The Roadmap for the Italian Presidency of the EU
"This time we should celebrate with prosecco, rather than champagne" Chancellor Merkel reportedly said in the occasion of the first EU summit after the European Parliament election of late May.
Merkel wanted to make a toast, because the dire predictions made on the eve on the polls were not fully confirmed: true, euroskeptics obtained an unprecedented 25-30% of parliamentary seats, but this looks manageable as the three major pro-Europe parties (EPP, PES, and ALDE, i.e. Christian Democrats, Social Democrats and Liberals) obtained a total of 467 seats, comfortably more than the required majority of 376 at the Strasbourg-Brussels Parliament, thus ensuring political stability.
But the substitution of prosecco for champagne refers to the most important political result sprung out of the ballot box, namely the weakening of the Franco-German axis that has historically guided the European Union. In France, 30% voted for the Front National, while Renzi's party in government gained million of votes. Thus the new strategic importance of Italy in Europe, also reflected by the number of Italian center-left seats in the European Parliament. With the coming into force of the Lisbon Treaty, this elective institution is placed at the same level as the European Council (which gathers the ministers of member states), and so it becomes fundamental to command a majority in the chamber to govern the UE. In this respect, the latest vote forces a Grosse Koalition agreement between Christian Democrats (EPP) and Socialists (PES), but the national weights within parliamentary groups have changed: while Germany's CDU maintains its hegemonic role over Continental conservatism, among European Socialists the Italian Democratic Party emerges as the strongest force, getting more seats than Germany's SPD, and thus it will elect the group's spokesperson.
As a consequence, the important political mediation will be the one between Germany and Italy for the duration of the legislature. The start of the six-month Italian presidency of the Union will be an early confirmation of this, putting Italy at the center of the wheeling and dealing to appoint the new President of the European Commission and renew all the top EU positions by the end of the year.
Thus not only Italy now has the weight to influence EU decision-making, but it will be setting the European agenda for the remainder of 2014 as rotating president of the Council. Italy is presently putting forward a reform agenda as conditio sine qua non to give its consent to the new appointments. This is a smart move, because when top positions are vacant not much gets usually done at the European level. Conversely, by putting policies ahead of names, Italy has the historical opportunity of deeply affect the course of European integration in the near future.

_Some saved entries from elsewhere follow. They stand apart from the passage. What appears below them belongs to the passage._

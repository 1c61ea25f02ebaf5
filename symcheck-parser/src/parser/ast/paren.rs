use crate::{
    kind,
    parser::{ast::expr::Expr, Parse, Parser},
    tokenizer::TokenKind,
};
use std::ops::Range;
use symcheck_error::Error;

/// A parenthesized expression. A [`Paren`] can only contain a single expression.
#[derive(Debug, Clone, PartialEq)]
pub struct Paren {
    /// The inner expression.
    pub expr: Box<Expr>,

    /// The region of the source code that this [`Paren`] was parsed from.
    pub span: Range<usize>,
}

impl Paren {
    /// Returns the span of the parenthesized expression.
    pub fn span(&self) -> Range<usize> {
        self.span.clone()
    }

    /// Returns the innermost expression in the parenthesized expression.
    pub fn innermost(&self) -> &Expr {
        let mut inner = &self.expr;
        while let Expr::Paren(paren) = inner.as_ref() {
            inner = &paren.expr;
        }
        inner
    }
}

impl Parse for Paren {
    fn parse(input: &mut Parser) -> Result<Self, Error> {
        let open_paren = input.next_token()?;
        if !open_paren.is(TokenKind::OpenParen) {
            return Err(input.unexpected(&open_paren, &[TokenKind::OpenParen]));
        }

        if let Some(close_paren) = input.current_token().filter(|token| token.is(TokenKind::CloseParen)) {
            return Err(Error::new(
                vec![open_paren.span.start..close_paren.span.end],
                kind::EmptyParenthesis,
            ));
        }

        let expr = Expr::parse(input)?;
        let close_paren = match input.current_token() {
            Some(token) if token.is(TokenKind::CloseParen) => input.next_token()?,
            Some(token) => return Err(input.unexpected(token, &[TokenKind::CloseParen])),
            None => return Err(Error::new(
                vec![open_paren.span.clone()],
                kind::UnclosedParenthesis { opening: true },
            )),
        };

        Ok(Self {
            expr: Box::new(expr),
            span: open_paren.span.start..close_paren.span.end,
        })
    }
}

What should Italy focus on? Certainly, it needs to complete the establishment of the European Banking Union by drawing a roadmap leading to changes in EU Treaties, so as to also introduce mechanisms of fiscal solidarity within the Union. The starting point could be the introduction of project bonds and the removal of the national co-financing of EU funds from calculations of government deficits. Also, a true EU immigration policy needs to be fleshed out, in order to manage what is increasingly becoming a humanitarian crisis. Finally, reform agreements with member countries need to keep being pursued: governments must be given additional flexibility in reducing debts and deficits, if they commit themselves to a serious and verifiable structural reform agenda.
It these three political dossiers are addressed by December, Italy will have done another tremendous service to the progress of European integration, after the Treaty of Rome, the Single European Act (signed when Italy presided the EU), and the opening of the Intergovernmental Conference that paved the way to the Maastricht Treaty.